J.K. Rowling, quant à elle, se défend d’être transphobe. Un article de la BBC du 22 février 2023 rapporte: « She has denied being transphobic, saying she respects “every trans person’s right to live any way that feels authentic and comfortable to them” and that she wants trans people to be free from discrimination and abuse. » (« Elle a nié être transphobe, affirmant qu’elle respecte “le droit de chaque personne trans de vivre d’une manière qui lui semble authentique et confortable” et qu’elle souhaite que les personnes trans soient à l’abri de la discrimination et des abus. »)
En qualifiant les propos de J.K. Rowling de « transphobes », la journaliste prend ici position. Elle aurait certainement pu citer des personnes qui accusent l’auteure de transphobie.

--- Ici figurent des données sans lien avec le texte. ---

//! Categorization results.

use serde::{Deserialize, Serialize};

use crate::category::Category;

/// Where a suggestion came from.
#[derive(Debug, Clone, Copy, PartialEq, Eq, Serialize, Deserialize)]
#[serde(rename_all = "snake_case")]
pub enum SuggestionSource {
    /// The remote language model.
    Ai,
    /// Local keyword heuristics.
    Heuristic,
}

/// A suggested category for a file name.
#[derive(Debug, Clone, PartialEq, Serialize, Deserialize)]
pub struct CategorySuggestion {
    /// Suggested category.
    pub category: Category,
    /// Confidence in `[0, 1]`.
    pub confidence: f32,
    /// Short explanation.
    pub reasoning: String,
    /// Producer of the suggestion.
    pub source: SuggestionSource,
}

impl CategorySuggestion {
    /// Create a suggestion, clamping the confidence into `[0, 1]`.
    pub fn new(
        category: Category,
        confidence: f32,
        reasoning: impl Into<String>,
        source: SuggestionSource,
    ) -> Self {
        Self {
            category,
            confidence: clamp_confidence(confidence),
            reasoning: reasoning.into(),
            source,
        }
    }
}

/// A suggested smart folder for a file name.
#[derive(Debug, Clone, PartialEq, Serialize, Deserialize)]
pub struct FolderDecision {
    /// Existing or proposed folder name.
    pub folder_name: String,
    /// Whether the folder does not exist yet.
    pub is_new: bool,
    /// Confidence in `[0, 1]`.
    pub confidence: f32,
    /// Short explanation.
    pub reasoning: String,
    /// Producer of the decision.
    pub source: SuggestionSource,
}

impl FolderDecision {
    /// Create a decision, clamping the confidence into `[0, 1]`.
    pub fn new(
        folder_name: impl Into<String>,
        is_new: bool,
        confidence: f32,
        reasoning: impl Into<String>,
        source: SuggestionSource,
    ) -> Self {
        Self {
            folder_name: folder_name.into(),
            is_new,
            confidence: clamp_confidence(confidence),
            reasoning: reasoning.into(),
            source,
        }
    }
}

/// Clamp into `[0, 1]`; NaN becomes 0.
pub fn clamp_confidence(value: f32) -> f32 {
    if value.is_nan() {
        0.0
    } else {
        value.clamp(0.0, 1.0)
    }
}
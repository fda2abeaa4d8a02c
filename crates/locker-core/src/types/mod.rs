//! Core type definitions used across the locker workspace.

pub mod id;
pub mod outcome;

pub use id::*;
pub use outcome::{Advisory, Outcome};
//! Smart folders and document assignments.

pub mod service;

pub use service::{CreateFolderRequest, FolderService, UpdateFolderRequest};
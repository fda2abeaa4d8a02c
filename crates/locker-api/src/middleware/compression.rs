//! Response compression layer.

use tower_http::compression::CompressionLayer;

/// Builds a compression layer (gzip, the only codec compiled in).
pub fn build_compression_layer() -> CompressionLayer {
    CompressionLayer::new()
}
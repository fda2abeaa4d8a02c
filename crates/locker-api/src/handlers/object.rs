//! Signed object downloads served by this process.
//!
//! Local and in-memory providers hand out URLs pointing here; S3 URLs go
//! straight to the bucket.

use axum::body::Body;
use axum::extract::{Path, Query, State};
use axum::http::{StatusCode, header};
use axum::response::Response;
use chrono::Utc;

use locker_core::error::AppError;
use locker_storage::mime::mime_from_path;

use crate::dto::request::SignedObjectQuery;
use crate::error::ApiResult;
use crate::state::AppState;

/// GET /objects/{*key}?expires=&signature=
pub async fn download_object(
    State(state): State<AppState>,
    Path(key): Path<String>,
    Query(query): Query<SignedObjectQuery>,
) -> ApiResult<Response> {
    state
        .url_signer
        .verify(&key, query.expires, &query.signature, Utc::now())?;

    let meta = state.storage.metadata(&key).await?;
    let stream = state.storage.read(&key).await?;
    let file_name = key.rsplit('/').next().unwrap_or(&key).replace('"', "");

    let response = Response::builder()
        .status(StatusCode::OK)
        .header(
            header::CONTENT_TYPE,
            mime_from_path(&key).unwrap_or_else(|| "application/octet-stream".to_string()),
        )
        .header(header::CONTENT_LENGTH, meta.size_bytes)
        .header(
            header::CONTENT_DISPOSITION,
            format!("inline; filename=\"{file_name}\""),
        )
        .header(header::CACHE_CONTROL, "private, no-store")
        .body(Body::from_stream(stream))
        .map_err(|e| AppError::internal(format!("Response build failed: {e}")))?;

    Ok(response)
}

L’impartialité des journalistes requiert de ne pas prendre parti soi-même dans un sujet controversé. Si la journaliste avait attribué le qualificatif de « transphobe » à une source, elle aurait évité de prendre parti elle-même.
Cependant, dans le passage visé par la plainte, le qualificatif n’est pas utilisé dans le cadre d’une citation, directe ou indirecte. La journaliste fait ainsi preuve de partialité en employant ce terme connoté pour décrire la sortie publique de J.K. Rowling.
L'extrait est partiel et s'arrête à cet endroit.